ACTIVITY: From the data below, copy each line that includes the word "PhantomData".

Stored items from a collection
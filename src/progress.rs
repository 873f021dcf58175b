//! # Progress Module - *Per-Group Completion Reporting*
//!
//! Workers report every finished group through a shared [`Progress`] hook.
//! Reporting is advisory only: a hook never influences results, and a
//! reporter that cannot keep up only affects what is displayed.
//!
//! ## Provided hooks
//! - [`ProgressCounter`]: lock-free completion count, for callers that poll.
//! - [`LogProgress`]: emits an `info!` record at every completed tenth,
//!   used when a mapping call is given a description but no hook.

use std::sync::atomic::{AtomicU64, Ordering};

use log::info;

/// Receives completed-group counts from concurrent workers.
pub trait Progress: Sync {
    /// `n` more groups have finished.
    fn update(&self, n: u64);
}

/// Atomic completion counter.
#[derive(Debug, Default)]
pub struct ProgressCounter {
    done: AtomicU64,
    total: u64,
}

impl ProgressCounter {
    /// Counter expecting `total` groups.
    pub fn new(total: u64) -> Self {
        Self { done: AtomicU64::new(0), total }
    }

    /// Groups completed so far.
    #[inline]
    pub fn count(&self) -> u64 {
        self.done.load(Ordering::Relaxed)
    }

    #[inline]
    pub fn total(&self) -> u64 {
        self.total
    }

    /// `true` once at least `total` groups were reported.
    #[inline]
    pub fn is_done(&self) -> bool {
        self.count() >= self.total
    }
}

impl Progress for ProgressCounter {
    #[inline]
    fn update(&self, n: u64) {
        self.done.fetch_add(n, Ordering::Relaxed);
    }
}

/// Logs progress under a description at every completed tenth of `total`.
#[derive(Debug)]
pub struct LogProgress {
    desc: String,
    total: u64,
    done: AtomicU64,
}

impl LogProgress {
    pub fn new(desc: impl Into<String>, total: u64) -> Self {
        Self { desc: desc.into(), total, done: AtomicU64::new(0) }
    }

    #[inline]
    pub fn desc(&self) -> &str {
        &self.desc
    }

    #[inline]
    pub fn count(&self) -> u64 {
        self.done.load(Ordering::Relaxed)
    }

    /// Tenth of `total` reached after `done` groups, `10` when complete.
    #[inline]
    fn decile(&self, done: u64) -> u64 {
        if self.total == 0 {
            return 10;
        }
        (done.min(self.total) * 10) / self.total
    }
}

impl Progress for LogProgress {
    fn update(&self, n: u64) {
        let before = self.done.fetch_add(n, Ordering::Relaxed);
        let after = before + n;
        let (from, to) = (self.decile(before), self.decile(after));
        if to > from {
            info!("{}: {}/{} groups ({}%)", self.desc, after.min(self.total), self.total, to * 10);
        }
    }
}
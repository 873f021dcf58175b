//! # Kernel Trait Module
//!
//! Per-group routines over an [`ArgPack`](crate::ArgPack), for callers whose
//! argument count is only known at run time.
//!
//! A kernel declares a [`Signature`] and is checked against it before any
//! work is dispatched: it must accept trailing arguments, so that absent
//! slots can always be forwarded, and it must not require more positional
//! arguments than were supplied.

use std::marker::PhantomData;

use crate::enums::error::{LexError, LexResult};
use crate::structs::views::arg_pack::GroupViews;
use crate::traits::record::Record;

/// Declared calling convention of a [`Kernel`].
#[derive(Debug, Clone, Copy, PartialEq, Eq)]
pub struct Signature {
    /// Number of required positional arguments.
    pub positional: usize,
    /// Whether the kernel accepts any number of trailing arguments.
    pub variadic: bool,
}

impl Signature {
    /// `positional` required arguments and no trailing ones.
    #[inline]
    pub const fn fixed(positional: usize) -> Self {
        Self { positional, variadic: false }
    }

    /// `positional` required arguments followed by any number of trailing ones.
    #[inline]
    pub const fn variadic(positional: usize) -> Self {
        Self { positional, variadic: true }
    }

    /// Checks this signature against `supplied` argument positions.
    pub fn accepts(&self, supplied: usize) -> LexResult<()> {
        if !self.variadic {
            return Err(LexError::SignatureMismatch {
                message: format!(
                    "kernel takes exactly {} arguments but must accept trailing arguments",
                    self.positional
                ),
            });
        }
        if self.positional > supplied {
            return Err(LexError::SignatureMismatch {
                message: format!(
                    "kernel requires {} positional arguments, {} supplied",
                    self.positional, supplied
                ),
            });
        }
        Ok(())
    }
}

/// A routine evaluated once per group.
pub trait Kernel<T>: Sync {
    type Output: Record;

    fn signature(&self) -> Signature;

    fn eval(&self, views: &GroupViews<'_, T>) -> Self::Output;
}

/// A closure paired with its declared [`Signature`].
pub struct FnKernel<F, R> {
    signature: Signature,
    f: F,
    _out: PhantomData<fn() -> R>,
}

impl<T, R, F> Kernel<T> for FnKernel<F, R>
where
    R: Record,
    F: Fn(&GroupViews<'_, T>) -> R + Sync,
{
    type Output = R;

    #[inline]
    fn signature(&self) -> Signature {
        self.signature
    }

    #[inline]
    fn eval(&self, views: &GroupViews<'_, T>) -> R {
        (self.f)(views)
    }
}

/// Wraps `f` as a kernel taking `positional` arguments plus trailing ones.
pub fn variadic<T, R, F>(positional: usize, f: F) -> FnKernel<F, R>
where
    R: Record,
    F: Fn(&GroupViews<'_, T>) -> R + Sync,
{
    FnKernel { signature: Signature::variadic(positional), f, _out: PhantomData }
}

/// Wraps `f` as a kernel taking exactly `positional` arguments.
///
/// Such a kernel is always rejected at dispatch.
pub fn fixed<T, R, F>(positional: usize, f: F) -> FnKernel<F, R>
where
    R: Record,
    F: Fn(&GroupViews<'_, T>) -> R + Sync,
{
    FnKernel { signature: Signature::fixed(positional), f, _out: PhantomData }
}
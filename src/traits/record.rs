//! # Record Trait Module
//!
//! What a mapped routine may return for one group.
//!
//! The return type is known statically, but its *size* may not be (a `Vec<T>`
//! can hold any number of values), so every record reports its
//! [`RecordShape`] and writes itself into a pre-sized output slot. The index
//! evaluates group 0 once to learn the shape, allocates the output, and then
//! checks every later record against that shape.

use vec64::Vec64;

use crate::enums::record_shape::RecordShape;
use crate::structs::tensor::Tensor;
use crate::traits::type_unions::Numeric;

/// A per-group result that can be stored in an output [`Tensor`].
pub trait Record {
    /// Element type of the output container.
    type Elem: Numeric;

    /// Layout of this record.
    fn shape(&self) -> RecordShape;

    /// Writes the record into `dst`, which holds exactly `shape().n_elems()` elements.
    fn write_to(&self, dst: &mut [Self::Elem]);

    /// `true` if `slot` holds exactly what [`write_to`](Record::write_to) would write.
    ///
    /// NaN is treated as equal to NaN so that a record containing NaN still
    /// passes the self-consistency check.
    fn matches(&self, slot: &[Self::Elem]) -> bool {
        if slot.len() != self.shape().n_elems() {
            return false;
        }
        let mut expected = vec![Self::Elem::default(); slot.len()];
        self.write_to(&mut expected);
        expected.iter().zip(slot).all(|(a, b)| same_value(*a, *b))
    }
}

#[inline]
fn same_value<T: Numeric>(a: T, b: T) -> bool {
    #[allow(clippy::eq_op)]
    let both_nan = a != a && b != b;
    a == b || both_nan
}

macro_rules! impl_scalar_record {
    ($($t:ty),+) => {
        $(
            impl Record for $t {
                type Elem = $t;

                #[inline]
                fn shape(&self) -> RecordShape {
                    RecordShape::Scalar
                }

                #[inline]
                fn write_to(&self, dst: &mut [$t]) {
                    dst[0] = *self;
                }
            }
        )+
    };
}

impl_scalar_record!(f32, f64, i8, i16, i32, i64, u8, u16, u32, u64, usize);

impl<T: Numeric, const N: usize> Record for [T; N] {
    type Elem = T;

    #[inline]
    fn shape(&self) -> RecordShape {
        RecordShape::Vector(N)
    }

    #[inline]
    fn write_to(&self, dst: &mut [T]) {
        dst.copy_from_slice(self);
    }
}

impl<T: Numeric> Record for Vec<T> {
    type Elem = T;

    #[inline]
    fn shape(&self) -> RecordShape {
        RecordShape::Vector(self.len())
    }

    #[inline]
    fn write_to(&self, dst: &mut [T]) {
        dst.copy_from_slice(self);
    }
}

impl<T: Numeric> Record for Vec64<T> {
    type Elem = T;

    #[inline]
    fn shape(&self) -> RecordShape {
        let s: &[T] = self;
        RecordShape::Vector(s.len())
    }

    #[inline]
    fn write_to(&self, dst: &mut [T]) {
        dst.copy_from_slice(self);
    }
}

impl<T: Numeric> Record for Tensor<T> {
    type Elem = T;

    /// Rank-0 and rank-1 tensors report as scalar and vector records.
    fn shape(&self) -> RecordShape {
        RecordShape::from_dims(self.shape())
    }

    #[inline]
    fn write_to(&self, dst: &mut [T]) {
        dst.copy_from_slice(self.as_slice());
    }
}

/// `None` carries no layout, so a routine returning it for group 0
/// fails with [`LexError::UnsupportedResult`](crate::LexError::UnsupportedResult),
/// and for any later group with a shape mismatch.
impl<R: Record> Record for Option<R> {
    type Elem = R::Elem;

    fn shape(&self) -> RecordShape {
        match self {
            Some(r) => r.shape(),
            None => RecordShape::Unsupported("routine returned None"),
        }
    }

    #[inline]
    fn write_to(&self, dst: &mut [R::Elem]) {
        if let Some(r) = self {
            r.write_to(dst);
        }
    }
}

WRITTEN SOLUTION:
use std::marker::PhantomData;
    _out: PhantomData<fn() -> R>,
    FnKernel { signature: Signature::variadic(positional), f, _out: PhantomData }
    FnKernel { signature: Signature::fixed(positional), f, _out: PhantomData }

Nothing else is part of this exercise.